Pertama adalah para pendidik yang kebetulan selama ini telah ‘nyaman’ mengajar dengan statusnya yang belum meraih gelar sarjana kependidikan.
Kedua adalah para lulusan sarjana non kependidikan yang akhirnya kepincut untuk turut serta memajukan dunia pendidikan dengan jalan menjadi guru.
Mereka dengan tulus harus mengorbankan waktu dan biaya untuk kemudian kembali ke bangku perkuliahan.
Selain merupakan panggilan nurani untuk mengabdikan diri pada dunia sekolah, lahirnya undang-undang itu juga menjadi kado terindah bagi guru-guru di seluruh Indonesia.
Berkah dari peraturan tersebut tidak hanya melahirkan semangat untuk mewujudkan guru yang semakin kompeten, tetapi juga pada pendapatannya yang semakin kompetitif dibandingkan profesi lain.
Walau pada akhirnya nuansa kesejahteraan guru ini belum terjamah pada seluruh guru yang ada. Kasus upah murah dan tak layak masih menjadi persoalan besar yang belum tertuntaskan.
Termasuk kisah-kisah guru yang mengabdi dengan gaji di luar nalar kemanusiaan.
Akan tetapi, di tengah kondisi yang demikian, semangat penantian yang penuh optimistis itu selalu hadir. Penantian-penantian itu terus dilakukan. Dedikasi pengabdian selalu utuh diberikan kepada para peserta didik.
Namun, ketika kehadiran payung hukum kesejahteran guru yang dua tahun lagi akan genap berumur 20 tahun tersebut akan ‘melebur’, penantian-penantian panjang untuk menciptakan kesejahteraan pada semua guru itu tiba-tiba seperti menemukan jawabannya. Jangan terlalu berharap (lagi).
Jangan berharap lagi?
Meski legalitas yang mengatur kesejahteraan guru itu telah hadir cukup lama.

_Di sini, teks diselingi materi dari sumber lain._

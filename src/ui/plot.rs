use eframe::egui::{Color32, Ui};
use egui_plot::{Legend, Line, Plot, PlotPoints, Points};
use nfhs_explorer::FittedModel;

// ---------------------------------------------------------------------------
// Scatter plot with regression line
// ---------------------------------------------------------------------------

/// Observed points plus the fitted line across the observed x range.
pub fn regression_plot(ui: &mut Ui, model: &FittedModel, color: Color32, height: f32) {
    let observed: PlotPoints = model.points.iter().map(|&(x, y)| [x, y]).collect();

    let line: PlotPoints = [model.x_min, model.x_max]
        .iter()
        .map(|&x| [x, model.predict(x)])
        .collect();

    Plot::new(("regression_plot", &model.x_name, &model.y_name))
        .legend(Legend::default())
        .height(height)
        .x_axis_label(short_label(&model.x_name))
        .y_axis_label(short_label(&model.y_name))
        .allow_boxed_zoom(true)
        .allow_drag(true)
        .allow_scroll(false)
        .allow_zoom(true)
        .show(ui, |plot_ui| {
            plot_ui.points(
                Points::new(observed)
                    .name("Data Points")
                    .color(color)
                    .radius(3.5),
            );
            plot_ui.line(
                Line::new(line)
                    .name("Regression Line")
                    .color(Color32::RED)
                    .width(2.0),
            );
        });
}

/// Long indicator headers are cut down to fit an axis.
fn short_label(column: &str) -> String {
    const MAX_CHARS: usize = 48;
    if column.chars().count() <= MAX_CHARS {
        return column.to_string();
    }
    let truncated: String = column.chars().take(MAX_CHARS - 1).collect();
    format!("{truncated}…")
}

#[cfg(test)]
mod tests {
    use super::short_label;

    #[test]
    fn long_labels_are_truncated() {
        assert_eq!(short_label("Infant mortality"), "Infant mortality");
        let long = "Women age 15-19 years who were already mothers or pregnant at the time of the survey (%)";
        let label = short_label(long);
        assert_eq!(label.chars().count(), 48);
        assert!(label.ends_with('…'));
    }
}
//! Write a synthetic state-level indicator table with the recognised columns.
//!
//! Produces `sample_data.csv` and `sample_data.parquet` in the working
//! directory. Values are invented but keep plausible directions (more
//! schooling, fewer child deaths) so the regression view has something to show.

use std::sync::Arc;

use anyhow::{Context, Result};
use arrow::array::{ArrayRef, Float64Array, StringArray};
use arrow::datatypes::{DataType, Field, Schema};
use arrow::record_batch::RecordBatch;
use nfhs_explorer::data::schema::recognised_columns;
use parquet::arrow::ArrowWriter;

const STATES: [&str; 12] = [
    "Andhra Pradesh",
    "Assam",
    "Bihar",
    "Gujarat",
    "Karnataka",
    "Kerala",
    "Ladakh",
    "Maharashtra",
    "Odisha",
    "Tamil Nadu",
    "Telangana",
    "West Bengal",
];
const AREAS: [&str; 3] = ["Urban", "Rural", "Total"];

/// Share of cells blanked out to exercise missing-value handling.
const MISSING_RATE: f64 = 0.04;

/// Minimal deterministic PRNG (xoshiro256**)
struct SimpleRng {
    state: [u64; 4],
}

impl SimpleRng {
    fn new(seed: u64) -> Self {
        let mut s = [0u64; 4];
        let mut x = seed;
        for slot in &mut s {
            x = x.wrapping_mul(6364136223846793005).wrapping_add(1);
            *slot = x;
        }
        SimpleRng { state: s }
    }

    fn next_u64(&mut self) -> u64 {
        let result = (self.state[1].wrapping_mul(5))
            .rotate_left(7)
            .wrapping_mul(9);
        let t = self.state[1] << 17;
        self.state[2] ^= self.state[0];
        self.state[3] ^= self.state[1];
        self.state[1] ^= self.state[2];
        self.state[0] ^= self.state[3];
        self.state[2] ^= t;
        self.state[3] = self.state[3].rotate_left(45);
        result
    }

    fn next_f64(&mut self) -> f64 {
        (self.next_u64() >> 11) as f64 / (1u64 << 53) as f64
    }

    fn uniform(&mut self, lo: f64, hi: f64) -> f64 {
        lo + (hi - lo) * self.next_f64()
    }

    /// Box-Muller transform for normal distribution
    fn gauss(&mut self, mean: f64, std_dev: f64) -> f64 {
        let u1 = self.next_f64().max(1e-15);
        let u2 = self.next_f64();
        let z = (-2.0 * u1.ln()).sqrt() * (2.0 * std::f64::consts::PI * u2).cos();
        mean + std_dev * z
    }
}

/// One generated row: regressors then responses, in schema order.
struct Row {
    state: &'static str,
    area: &'static str,
    regressors: [f64; 4],
    responses: [f64; 8],
}

fn generate_row(state: &'static str, area: &'static str, rng: &mut SimpleRng) -> Row {
    let urban_boost = match area {
        "Urban" => 12.0,
        "Rural" => -6.0,
        _ => 0.0,
    };
    let literacy = (rng.uniform(55.0, 92.0) + urban_boost).clamp(30.0, 99.0);
    let schooling = (literacy * 0.6 + rng.gauss(-8.0, 6.0)).clamp(5.0, 90.0);
    let clean_fuel = (literacy * 0.9 + rng.gauss(-15.0, 10.0)).clamp(5.0, 99.0);
    let teen_mothers = (22.0 - literacy * 0.18 + rng.gauss(0.0, 2.5)).clamp(0.5, 25.0);

    let deprivation = (100.0 - literacy) / 100.0;
    let neonatal = (8.0 + 40.0 * deprivation + rng.gauss(0.0, 3.0)).max(1.0);
    let infant = neonatal * 1.45 + rng.gauss(0.0, 2.0);
    let under_five = infant * 1.15 + rng.gauss(0.0, 2.0);
    let stunted = 20.0 + 35.0 * deprivation + rng.gauss(0.0, 4.0);
    let wasted = 12.0 + 18.0 * deprivation + rng.gauss(0.0, 3.0);
    let severely_wasted = wasted * 0.38 + rng.gauss(0.0, 1.0);
    let underweight = 15.0 + 40.0 * deprivation + rng.gauss(0.0, 4.0);
    let overweight = 5.0 - 4.0 * deprivation + rng.gauss(0.0, 0.8);

    Row {
        state,
        area,
        regressors: [clean_fuel, literacy, schooling, teen_mothers],
        responses: [
            neonatal,
            infant,
            under_five,
            stunted,
            wasted,
            severely_wasted.max(0.1),
            underweight,
            overweight.max(0.1),
        ],
    }
}

fn round1(v: f64) -> f64 {
    (v * 10.0).round() / 10.0
}

fn main() -> Result<()> {
    let mut rng = SimpleRng::new(42);

    let mut rows = Vec::new();
    for &state in &STATES {
        for &area in &AREAS {
            rows.push(generate_row(state, area, &mut rng));
        }
    }

    let indicator_names: Vec<&str> = recognised_columns().collect();

    // Rounded values with a sprinkling of gaps, one vector per indicator.
    let mut indicator_values: Vec<Vec<Option<f64>>> = vec![Vec::new(); indicator_names.len()];
    for row in &rows {
        for (col, &v) in row.regressors.iter().chain(row.responses.iter()).enumerate() {
            let cell = (rng.next_f64() >= MISSING_RATE).then(|| round1(v));
            indicator_values[col].push(cell);
        }
    }

    // ---- CSV ----
    let csv_path = "sample_data.csv";
    let mut writer = csv::Writer::from_path(csv_path).context("creating CSV")?;
    let mut header = vec!["States/UTs", "Area"];
    header.extend(indicator_names.iter().copied());
    writer.write_record(&header).context("writing CSV header")?;
    for (i, row) in rows.iter().enumerate() {
        let mut record = vec![row.state.to_string(), row.area.to_string()];
        record.extend(indicator_values.iter().map(|col| match col[i] {
            Some(v) => v.to_string(),
            None => "*".to_string(),
        }));
        writer.write_record(&record).context("writing CSV row")?;
    }
    writer.flush().context("flushing CSV")?;

    // ---- Parquet ----
    let mut fields = vec![
        Field::new("States/UTs", DataType::Utf8, false),
        Field::new("Area", DataType::Utf8, false),
    ];
    fields.extend(
        indicator_names
            .iter()
            .map(|name| Field::new(*name, DataType::Float64, true)),
    );
    let schema = Arc::new(Schema::new(fields));

    let mut columns: Vec<ArrayRef> = vec![
        Arc::new(StringArray::from(rows.iter().map(|r| r.state).collect::<Vec<_>>())),
        Arc::new(StringArray::from(rows.iter().map(|r| r.area).collect::<Vec<_>>())),
    ];
    columns.extend(
        indicator_values
            .iter()
            .map(|col| Arc::new(Float64Array::from(col.clone())) as ArrayRef),
    );

    let batch = RecordBatch::try_new(schema.clone(), columns).context("building record batch")?;

    let parquet_path = "sample_data.parquet";
    let file = std::fs::File::create(parquet_path).context("creating parquet file")?;
    let mut writer = ArrowWriter::try_new(file, schema, None).context("creating parquet writer")?;
    writer.write(&batch).context("writing record batch")?;
    writer.close().context("closing parquet writer")?;

    println!(
        "{}",
        arrow::util::pretty::pretty_format_batches(&[batch.slice(0, 3)])
            .context("formatting preview")?
    );
    println!(
        "Wrote {} rows ({} indicators) to {csv_path} and {parquet_path}",
        rows.len(),
        indicator_names.len()
    );
    Ok(())
}
/// Data layer: table model, loading, schema binding, and summaries.
///
/// Architecture:
/// ```text
///  .csv / .json / .parquet
///        │
///        ▼
///   ┌──────────┐
///   │  loader  │  parse file → Dataset
///   └──────────┘
///        │
///        ▼
///   ┌─────────┐
///   │ Dataset │  named columns of CellValue, immutable
///   └─────────┘
///        │
///        ├──► schema    recognised indicator columns → Schema
///        ├──► filter    complete-case rows for (x, y)
///        ├──► describe  count / mean / std / quartiles
///        └──► export    write back out as CSV
/// ```

pub mod describe;
pub mod export;
pub mod filter;
pub mod loader;
pub mod model;
pub mod schema;
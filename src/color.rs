use std::collections::BTreeMap;

use eframe::egui::Color32;
use nfhs_explorer::DependentVar;
use palette::{Hsl, IntoColor, Srgb};

// ---------------------------------------------------------------------------
// Color palette generator
// ---------------------------------------------------------------------------

/// Generates `n` visually distinct colours using evenly spaced hues.
pub fn generate_palette(n: usize) -> Vec<Color32> {
    if n == 0 {
        return Vec::new();
    }
    (0..n)
        .map(|i| {
            let hue = (i as f32 / n as f32) * 360.0;
            let hsl = Hsl::new(hue, 0.75, 0.45);
            let rgb: Srgb = hsl.into_color();
            Color32::from_rgb(
                (rgb.red * 255.0) as u8,
                (rgb.green * 255.0) as u8,
                (rgb.blue * 255.0) as u8,
            )
        })
        .collect()
}

// ---------------------------------------------------------------------------
// Series colours: one per response variable, stable across selections
// ---------------------------------------------------------------------------

#[derive(Debug, Clone)]
pub struct SeriesColors {
    mapping: BTreeMap<DependentVar, Color32>,
}

impl Default for SeriesColors {
    fn default() -> Self {
        let palette = generate_palette(DependentVar::ALL.len());
        SeriesColors {
            mapping: DependentVar::ALL.iter().copied().zip(palette).collect(),
        }
    }
}

impl SeriesColors {
    /// Colour for a response's scatter points and checklist label.
    pub fn color_for(&self, dep: DependentVar) -> Color32 {
        self.mapping.get(&dep).copied().unwrap_or(Color32::LIGHT_BLUE)
    }
}

#[cfg(test)]
mod tests {
    use super::*;

    #[test]
    fn palette_is_distinct() {
        let colors = generate_palette(8);
        assert_eq!(colors.len(), 8);
        for (i, a) in colors.iter().enumerate() {
            for b in &colors[i + 1..] {
                assert_ne!(a, b);
            }
        }
        assert!(generate_palette(0).is_empty());
    }

    #[test]
    fn every_response_has_a_colour() {
        let colors = SeriesColors::default();
        let distinct: std::collections::BTreeSet<[u8; 4]> = DependentVar::ALL
            .iter()
            .map(|&d| colors.color_for(d).to_array())
            .collect();
        assert_eq!(distinct.len(), DependentVar::ALL.len());
    }
}
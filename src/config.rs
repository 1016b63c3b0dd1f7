//! Configuration for the explorer

use std::path::{Path, PathBuf};

use serde::{Deserialize, Serialize};

use crate::error::ConfigError;

/// Config file looked up in the working directory.
pub const CONFIG_FILE_NAME: &str = "nfhs-explorer.json";

/// Environment variable overriding the dataset path.
pub const DATASET_ENV_VAR: &str = "NFHS_EXPLORER_DATASET";

/// Explorer settings
#[derive(Debug, Clone, PartialEq, Serialize, Deserialize)]
#[serde(default)]
pub struct ExplorerConfig {
    /// Dataset opened at start-up (default: none, use File → Open…)
    pub dataset_path: Option<PathBuf>,

    /// Initial window size in logical points (default: 1280 x 860)
    pub window_size: [f32; 2],

    /// Rows shown in the dataset preview (default: 5)
    pub preview_rows: usize,

    /// Warn when a prediction input lies outside the fitted x range (default: true)
    pub warn_on_extrapolation: bool,
}

impl Default for ExplorerConfig {
    fn default() -> Self {
        Self {
            dataset_path: None,
            window_size: [1280.0, 860.0],
            preview_rows: 5,
            warn_on_extrapolation: true,
        }
    }
}

impl ExplorerConfig {
    /// Read a JSON config file. Missing keys take their defaults.
    pub fn load(path: &Path) -> Result<Self, ConfigError> {
        let text = std::fs::read_to_string(path).map_err(|source| ConfigError::Read {
            path: path.to_path_buf(),
            source,
        })?;
        Self::from_json(&text).map_err(|source| ConfigError::Parse {
            path: path.to_path_buf(),
            source,
        })
    }

    pub fn from_json(text: &str) -> Result<Self, serde_json::Error> {
        serde_json::from_str(text)
    }

    /// Resolve the start-up configuration.
    ///
    /// Precedence for the dataset path, highest first: `cli_path`, the
    /// `NFHS_EXPLORER_DATASET` variable, `nfhs-explorer.json` in the working
    /// directory. An unreadable config file is logged and ignored.
    pub fn resolve(cli_path: Option<PathBuf>) -> Self {
        let file = Path::new(CONFIG_FILE_NAME);
        let mut config = if file.exists() {
            match Self::load(file) {
                Ok(c) => {
                    log::info!("Using config {}", file.display());
                    c
                }
                Err(e) => {
                    log::warn!("Ignoring config: {:#}", anyhow::Error::new(e));
                    Self::default()
                }
            }
        } else {
            Self::default()
        };

        config.apply_overrides(std::env::var_os(DATASET_ENV_VAR).map(PathBuf::from), cli_path);
        config
    }

    /// Apply the environment and command-line dataset paths.
    pub fn apply_overrides(&mut self, env_path: Option<PathBuf>, cli_path: Option<PathBuf>) {
        if let Some(p) = cli_path.or(env_path).filter(|p| !p.as_os_str().is_empty()) {
            self.dataset_path = Some(p);
        }
    }
}

#[cfg(test)]
mod tests {
    use super::*;

    #[test]
    fn partial_json_keeps_defaults() {
        let cfg = ExplorerConfig::from_json(r#"{ "preview_rows": 10 }"#).unwrap();
        assert_eq!(cfg.preview_rows, 10);
        assert_eq!(cfg.window_size, [1280.0, 860.0]);
        assert!(cfg.warn_on_extrapolation);
        assert_eq!(cfg.dataset_path, None);
    }

    #[test]
    fn cli_beats_env_beats_file() {
        let mut cfg = ExplorerConfig {
            dataset_path: Some("file.csv".into()),
            ..Default::default()
        };
        cfg.apply_overrides(Some("env.csv".into()), None);
        assert_eq!(cfg.dataset_path, Some(PathBuf::from("env.csv")));
        cfg.apply_overrides(Some("env.csv".into()), Some("cli.csv".into()));
        assert_eq!(cfg.dataset_path, Some(PathBuf::from("cli.csv")));
        cfg.apply_overrides(Some(PathBuf::new()), None);
        assert_eq!(cfg.dataset_path, Some(PathBuf::from("cli.csv")));
    }

    #[test]
    fn unknown_file_is_a_read_error() {
        let err = ExplorerConfig::load(Path::new("/definitely/not/here.json")).unwrap_err();
        assert!(matches!(err, ConfigError::Read { .. }));
    }
}
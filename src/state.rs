use std::collections::BTreeMap;
use std::path::{Path, PathBuf};
use std::sync::Arc;

use nfhs_explorer::data::describe::{self, ColumnSummary};
use nfhs_explorer::data::{export, loader};
use nfhs_explorer::{
    analyze, AnalysisRun, Dataset, DependentVar, ExplorerConfig, IndependentVar, Schema, Selection,
};

use crate::color::SeriesColors;

// ---------------------------------------------------------------------------
// Application state
// ---------------------------------------------------------------------------

#[derive(Debug, Clone, Copy, PartialEq, Eq)]
pub enum Tab {
    Overview,
    Regression,
}

/// The full UI state, independent of rendering.
pub struct AppState {
    pub config: ExplorerConfig,

    /// Loaded dataset (None until a file is loaded and its schema binds).
    pub dataset: Option<Arc<Dataset>>,

    /// Schema binding for the loaded dataset.
    pub schema: Option<Schema>,

    /// File the dataset came from.
    pub source_path: Option<PathBuf>,

    /// Describe table for the overview (cached per dataset).
    pub summaries: Vec<ColumnSummary>,

    /// Chosen regressor and responses.
    pub selection: Selection,

    /// Fits for the current selection; rebuilt on every selection change.
    pub analysis: AnalysisRun,

    /// What-if inputs, keyed by pair so each response keeps its own value.
    pub prediction_inputs: BTreeMap<(IndependentVar, DependentVar), f64>,

    pub colors: SeriesColors,

    pub tab: Tab,

    /// Status / error message shown in the UI.
    pub status_message: Option<String>,
}

impl AppState {
    pub fn new(config: ExplorerConfig) -> Self {
        Self {
            config,
            dataset: None,
            schema: None,
            source_path: None,
            summaries: Vec::new(),
            selection: Selection::new(IndependentVar::ALL[0], &[]),
            analysis: AnalysisRun::Idle,
            prediction_inputs: BTreeMap::new(),
            colors: SeriesColors::default(),
            tab: Tab::Overview,
            status_message: None,
        }
    }

    /// Load a file, bind its schema and make it the active dataset.
    ///
    /// On failure the previous dataset stays active and the error is logged
    /// and kept for the status line.
    pub fn load_path(&mut self, path: &Path) {
        let result = loader::load_file(path).and_then(|dataset| {
            let schema = Schema::bind(&dataset)?;
            Ok((dataset, schema))
        });

        match result {
            Ok((dataset, schema)) => {
                self.set_dataset(dataset, schema);
                self.source_path = Some(path.to_path_buf());
                self.status_message = Some(format!("Loaded {}", path.display()));
            }
            Err(e) => {
                log::error!("Failed to load {}: {e:#}", path.display());
                self.status_message = Some(format!("Error: {e:#}"));
            }
        }
    }

    /// Ingest a newly loaded dataset and rerun the current selection on it.
    pub fn set_dataset(&mut self, dataset: Dataset, schema: Schema) {
        self.summaries = describe::describe(&dataset);
        self.dataset = Some(Arc::new(dataset));
        self.schema = Some(schema);
        self.prediction_inputs.clear();
        self.status_message = None;
        self.rerun();
    }

    /// Write the active dataset to `path` as CSV.
    pub fn save_csv(&mut self, path: &Path) {
        let Some(ds) = &self.dataset else {
            return;
        };
        match export::save_csv(ds, path) {
            Ok(()) => self.status_message = Some(format!("Saved {}", path.display())),
            Err(e) => {
                log::error!("Failed to save {}: {e:#}", path.display());
                self.status_message = Some(format!("Error: {e:#}"));
            }
        }
    }

    pub fn set_independent(&mut self, independent: IndependentVar) {
        if self.selection.independent != Some(independent) {
            self.selection.independent = Some(independent);
            self.rerun();
        }
    }

    pub fn toggle_dependent(&mut self, dep: DependentVar) {
        self.selection.toggle_dependent(dep);
        self.rerun();
    }

    /// Refit every selected pair and seed missing prediction inputs with the
    /// fitted x mean.
    pub fn rerun(&mut self) {
        let (Some(ds), Some(schema)) = (&self.dataset, &self.schema) else {
            self.analysis = AnalysisRun::Idle;
            return;
        };

        self.analysis = analyze(ds, schema, &self.selection);

        for (dep, err) in self.analysis.failures() {
            log::warn!("Regression for {dep} not fitted: {err}");
        }

        if let AnalysisRun::Ran {
            independent,
            outcomes,
        } = &self.analysis
        {
            for outcome in outcomes {
                if let Ok(model) = &outcome.result {
                    self.prediction_inputs
                        .entry((*independent, outcome.dependent))
                        .or_insert(model.x_mean);
                }
            }
        }
    }

    /// Mutable what-if input for a pair, if one has been seeded.
    pub fn prediction_input(
        &mut self,
        independent: IndependentVar,
        dep: DependentVar,
    ) -> Option<&mut f64> {
        self.prediction_inputs.get_mut(&(independent, dep))
    }
}

#[cfg(test)]
mod tests {
    use super::*;
    use nfhs_explorer::data::schema::recognised_columns;
    use nfhs_explorer::CellValue;

    fn bound_dataset() -> (Dataset, Schema) {
        let literacy = IndependentVar::WomenLiterate.column_name();
        let fuel = IndependentVar::CleanCookingFuel.column_name();
        let columns = recognised_columns()
            .map(|name| {
                let cells = if name == literacy {
                    [50.0, 60.0, 70.0, 80.0].map(CellValue::Number).to_vec()
                } else if name == fuel {
                    [10.0, 30.0, 20.0, 40.0].map(CellValue::Number).to_vec()
                } else {
                    [9.0, 7.0, 6.0, 3.0].map(CellValue::Number).to_vec()
                };
                (name.to_string(), cells)
            })
            .collect();
        let ds = Dataset::from_columns(columns);
        let schema = Schema::bind(&ds).unwrap();
        (ds, schema)
    }

    #[test]
    fn selection_changes_refit_and_seed_inputs() {
        let (ds, schema) = bound_dataset();
        let mut state = AppState::new(ExplorerConfig::default());
        state.set_dataset(ds, schema);
        assert_eq!(state.analysis, AnalysisRun::Idle);

        state.set_independent(IndependentVar::WomenLiterate);
        state.toggle_dependent(DependentVar::Stunted);
        assert_eq!(state.analysis.outcomes().len(), 1);
        let seeded = *state
            .prediction_input(IndependentVar::WomenLiterate, DependentVar::Stunted)
            .unwrap();
        assert!((seeded - 65.0).abs() < 1e-12);

        state.set_independent(IndependentVar::CleanCookingFuel);
        let seeded = *state
            .prediction_input(IndependentVar::CleanCookingFuel, DependentVar::Stunted)
            .unwrap();
        assert!((seeded - 25.0).abs() < 1e-12);

        state.toggle_dependent(DependentVar::Stunted);
        assert_eq!(state.analysis, AnalysisRun::Idle);
    }

    #[test]
    fn failed_load_keeps_previous_dataset() {
        let (ds, schema) = bound_dataset();
        let mut state = AppState::new(ExplorerConfig::default());
        state.set_dataset(ds, schema);

        let path = std::env::temp_dir().join(format!("nfhs-explorer-state-{}.csv", std::process::id()));
        std::fs::write(&path, "a,b\n1,2\n").unwrap();
        state.load_path(&path);
        std::fs::remove_file(&path).ok();

        let status = state.status_message.as_deref().unwrap_or("");
        assert!(status.starts_with("Error"));
        assert!(status.contains("missing"));
        assert_eq!(state.dataset.as_ref().map(|d| d.len()), Some(4));
    }
}
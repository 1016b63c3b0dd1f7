mod app;
mod color;
mod state;
mod ui;

use std::path::PathBuf;

use app::ExplorerApp;
use eframe::egui;
use nfhs_explorer::ExplorerConfig;
use state::AppState;

fn main() -> eframe::Result {
    env_logger::init();

    let config = ExplorerConfig::resolve(std::env::args_os().nth(1).map(PathBuf::from));

    let mut state = AppState::new(config.clone());
    if let Some(path) = &config.dataset_path {
        // A failed start-up load leaves the explorer empty with the error shown.
        state.load_path(path);
    }

    let options = eframe::NativeOptions {
        viewport: egui::ViewportBuilder::default()
            .with_inner_size(config.window_size)
            .with_min_inner_size([720.0, 480.0]),
        ..Default::default()
    };

    eframe::run_native(
        "NFHS Explorer – Social Factors and Health Outcomes",
        options,
        Box::new(|_cc| Ok(Box::new(ExplorerApp::new(state)))),
    )
}
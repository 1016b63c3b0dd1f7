//! Distribution helpers for regression inference.
//!
//! Only what the slope t-test and the coefficient confidence intervals need:
//! Student's t, backed by `statrs`.

mod student_t;

pub use student_t::StudentT;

Persoalan kesejahteraan guru sepertinya belum bisa dituntaskan oleh negara.
Alih-alih melakukan peningkatan kesejahteraan, hadirnya RUU Sisdiknas — yang akhirnya tidak dimasukkan pada Program Legislasi Nasional (Prolegnas) Prioritas 2023 — sempat mengundang banyak tanya atas hilangnya pasal terkait Tunjangan Profesi Guru (TPG).